A peu près. Une petite dystopie française, ça vous dit ? Surtout qu’aujourd’hui, on est sur une bonne pioche. Pourtant, on était sur du quitte ou double. Un roman qui parle d’IA et de Descartes, il y avait un fort risque d’aboutir à un récit réac’ et pompeux à base de “ah c’était mieux avant” et/ou “de toute façon, la technologie, c’est nul. Relisons les grands auteurs tels les grands esprits que nous sommes”. Et bien pas du tout. On va le voir dans cet article, Cogito de Victor Dixen est un roman intelligent et nuancé. Et ça fait du bien.

Cogito de Victor Dixen

Un stage en guise de seconde chance

L’histoire. Roxane est une lycéenne plutôt médiocre promise à environ aucun avenir. Végétant dans une banlieue dortoir appelé “Bois joli”, elle traîne avec des délinquantes, commettant de petits larcins. Mais un jour, son destin bascule. Elle est choisie comme boursière pour intégrer un programme révolutionnaire. Pendant une semaine, elle est conviée sur un groupe d’îles artificielles créées par Damien Prinz, un entrepreneur de la tech. Elle va avoir droit à une formation accélérée via des neurobots injectés dans son corps pour devenir une super étudiante et réussir à obtenir son bac. En rupture avec son père alcoolique qui ne s’est jamais remis du décès de sa mère, Roxane saisit la chance qui lui est donné. Mais le stage ne va pas du tout se passer comme prévu.

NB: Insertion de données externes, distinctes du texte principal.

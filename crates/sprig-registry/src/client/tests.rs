//! Unit tests for registry client

use super::*;

use wiremock::matchers::{header, method, path};
use wiremock::{Mock, MockServer, ResponseTemplate};

fn client_for(server: &MockServer) -> RegistryClient {
    RegistryClient::with_options(ClientOptions {
        base_url: server.uri(),
        timeout: Duration::from_secs(5),
        auth: None,
        retry: RetryConfig {
            max_retries: 2,
            initial_delay: Duration::from_millis(1),
            max_delay: Duration::from_millis(5),
            multiplier: 2.0,
        },
    })
    .unwrap()
}

#[tokio::test]
async fn test_registry_client_creation() {
    let client = RegistryClient::new().unwrap();
    assert_eq!(client.base_url(), "https://registry.npmjs.org");
    assert_eq!(client.retry_config.max_retries, 3);
}

#[tokio::test]
async fn test_trailing_slash_trimmed() {
    let client = RegistryClient::with_options(ClientOptions {
        base_url: "https://npm.example.com/".to_string(),
        ..ClientOptions::default()
    })
    .unwrap();
    assert_eq!(client.base_url(), "https://npm.example.com");
}

#[tokio::test]
async fn test_invalid_base_url() {
    let result = RegistryClient::with_options(ClientOptions {
        base_url: "not a url".to_string(),
        ..ClientOptions::default()
    });
    assert!(matches!(result, Err(SprigError::ConfigValidation { .. })));
}

#[test]
fn test_encode_package_name() {
    assert_eq!(encode_package_name("lodash"), "lodash");
    assert_eq!(encode_package_name("@types/node"), "@types%2fnode");
}

#[test]
fn test_authorization_header() {
    let token = AuthConfig {
        token: Some("test-token".to_string()),
        ..AuthConfig::default()
    };
    let header = authorization_header(token).unwrap().unwrap();
    assert_eq!(header.to_str().unwrap(), "Bearer test-token");
    assert!(header.is_sensitive());

    let basic = AuthConfig {
        token: None,
        username: Some("user".to_string()),
        password: Some("pass".to_string()),
    };
    let header = authorization_header(basic).unwrap().unwrap();
    assert_eq!(header.to_str().unwrap(), "Basic dXNlcjpwYXNz");

    let incomplete = AuthConfig {
        username: Some("user".to_string()),
        ..AuthConfig::default()
    };
    assert!(authorization_header(incomplete).unwrap().is_none());
}

#[test]
fn test_retry_config_default() {
    let config = RetryConfig::default();
    assert_eq!(config.max_retries, 3);
    assert_eq!(config.initial_delay, Duration::from_millis(100));
    assert_eq!(config.max_delay, Duration::from_secs(10));
    assert_eq!(config.multiplier, 2.0);
}

#[tokio::test]
async fn test_fetch_metadata_success() {
    let mock_server = MockServer::start().await;

    let mock_response = serde_json::json!({
        "name": "loose-envify",
        "dist-tags": { "latest": "1.4.0" },
        "versions": {
            "1.4.0": {
                "version": "1.4.0",
                "dependencies": { "js-tokens": "^3.0.0 || ^4.0.0" }
            },
            "1.3.1": { "version": "1.3.1" }
        }
    });

    Mock::given(method("GET"))
        .and(path("/loose-envify"))
        .and(header("Accept", ABBREVIATED_METADATA))
        .respond_with(ResponseTemplate::new(200).set_body_json(&mock_response))
        .mount(&mock_server)
        .await;

    let client = client_for(&mock_server);
    let metadata = client.fetch_metadata("loose-envify").await.unwrap();

    assert_eq!(metadata.name, "loose-envify");
    assert_eq!(metadata.latest(), Some("1.4.0"));
    assert_eq!(
        metadata.version("1.4.0").unwrap().dependencies["js-tokens"],
        "^3.0.0 || ^4.0.0"
    );
}

#[tokio::test]
async fn test_fetch_metadata_not_found() {
    let mock_server = MockServer::start().await;

    Mock::given(method("GET"))
        .and(path("/nonexistent-package"))
        .respond_with(ResponseTemplate::new(404))
        .expect(1)
        .mount(&mock_server)
        .await;

    let client = client_for(&mock_server);
    match client.fetch_metadata("nonexistent-package").await {
        Err(SprigError::PackageNotFound { name }) => {
            assert_eq!(name, "nonexistent-package");
        },
        other => panic!("Expected PackageNotFound error, got {:?}", other),
    }
}

#[tokio::test]
async fn test_retry_on_server_error() {
    let mock_server = MockServer::start().await;

    Mock::given(method("GET"))
        .and(path("/flaky"))
        .respond_with(ResponseTemplate::new(503))
        .up_to_n_times(1)
        .mount(&mock_server)
        .await;

    Mock::given(method("GET"))
        .and(path("/flaky"))
        .respond_with(ResponseTemplate::new(200).set_body_json(serde_json::json!({
            "name": "flaky",
            "dist-tags": { "latest": "1.0.0" },
            "versions": { "1.0.0": {} }
        })))
        .mount(&mock_server)
        .await;

    let client = client_for(&mock_server);
    let metadata = client.fetch_metadata("flaky").await.unwrap();
    assert_eq!(metadata.latest(), Some("1.0.0"));
}

#[tokio::test]
async fn test_retries_exhausted() {
    let mock_server = MockServer::start().await;

    Mock::given(method("GET"))
        .and(path("/down"))
        .respond_with(ResponseTemplate::new(500))
        .expect(3)
        .mount(&mock_server)
        .await;

    let client = client_for(&mock_server);
    let result = client.fetch_metadata("down").await;
    assert!(matches!(result, Err(SprigError::RegistryUnavailable { .. })));
}

#[tokio::test]
async fn test_malformed_body() {
    let mock_server = MockServer::start().await;

    Mock::given(method("GET"))
        .and(path("/garbage"))
        .respond_with(ResponseTemplate::new(200).set_body_string("<html>"))
        .expect(1)
        .mount(&mock_server)
        .await;

    let client = client_for(&mock_server);
    let result = client.fetch_metadata("garbage").await;
    match result {
        Err(error @ SprigError::JsonParse { .. }) => {
            assert!(!error.is_recoverable());
            assert!(error.to_string().contains("registry document of garbage"));
        },
        other => panic!("expected JsonParse, got {:?}", other),
    }
}

#[tokio::test]
async fn test_scoped_package_url_encoding() {
    let mock_server = MockServer::start().await;

    Mock::given(method("GET"))
        .and(path("/@types%2fnode"))
        .respond_with(ResponseTemplate::new(200).set_body_json(serde_json::json!({
            "name": "@types/node",
            "dist-tags": { "latest": "1.0.0" },
            "versions": {}
        })))
        .mount(&mock_server)
        .await;

    let client = client_for(&mock_server);
    let result = client.fetch_metadata("@types/node").await;
    assert!(result.is_ok());
}

#[tokio::test]
async fn test_bearer_token_sent() {
    let mock_server = MockServer::start().await;

    Mock::given(method("GET"))
        .and(path("/private"))
        .and(header("Authorization", "Bearer secret"))
        .respond_with(ResponseTemplate::new(200).set_body_json(serde_json::json!({
            "name": "private",
            "versions": {}
        })))
        .mount(&mock_server)
        .await;

    let client = RegistryClient::with_options(ClientOptions {
        base_url: mock_server.uri(),
        auth: Some(AuthConfig {
            token: Some("secret".to_string()),
            ..AuthConfig::default()
        }),
        ..ClientOptions::default()
    })
    .unwrap();

    let metadata = client.fetch_metadata("private").await.unwrap();
    assert_eq!(metadata.latest(), None);
}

Roxane, une stagiaire dans  Cogito

Un bestiaire technologique

Le roman va donc se concentrer sur la question du progrès technologique au service de l’Humain. Car la société a pas mal évolué et de nombreux androïdes ont remplacé les Humains à certains postes. Ainsi, les parents de Roxane se sont retrouvés à occuper des postes peu valorisant car ils avaient été remplacés par des androïdes à leur poste initial. Le livre est assez riche niveau bestiaire robotique. Outre des androïdes plus vrais que nature, on va découvrir des bat-robots, sortes de drones en forme de chauve-souris, des arachno-bot, des robots araignées qui servent de gardes et peuvent attaquer ou porter assistance aux Humains. Nous avons également une intelligence artificielle, Omnia, qui s’incarne à travers Hestia qui parle aux stagiaires pour les réveiller, leur rappeler une tâche, un rendez-vous ou leur délivrer une information.

Assistant virtuel

Travailler la plasticité du cerveau par des nanomachines

La société de Prinz souhaite également commercialiser les neurobots qui travaillent sur la plasticité du cerveau pour permettre l’apprentissage. De savoirs ou de dons. Car outre l’apprentissage du programme du bac, permettant aux stagiaires de maîtriser parfaitement l’anglais en 24h, ils sont récompensés par différents dons. Certains apprennent un art martial, d’autres la danse ou le chant, voire la guitare. Tout est possible. Même si le résultat est un peu étrange, selon Roxane. Les dons permettent une exécution parfaite du talent mais il y a une plasticité un peu étrange.

Neurones

Une question de fracture sociale

Le film met aussi en scène une certaine fracture sociale entre les trois boursiers, Faune, Lorenzo et Roxane, et les autres stagiaires, gang de fils et filles de qui mettent directement un coup de pression aux “pauvres” lors du premier jour. Comme dans les plus grandes séries coréennes. Roxane et Faune vont vite devenir des trophées pour deux riches qui les convoitent alors que Lorenzo, désargenté après l’incarcération de ses parents, est méprisé par les autres, notamment son ex qui fait partie des stagiaires. 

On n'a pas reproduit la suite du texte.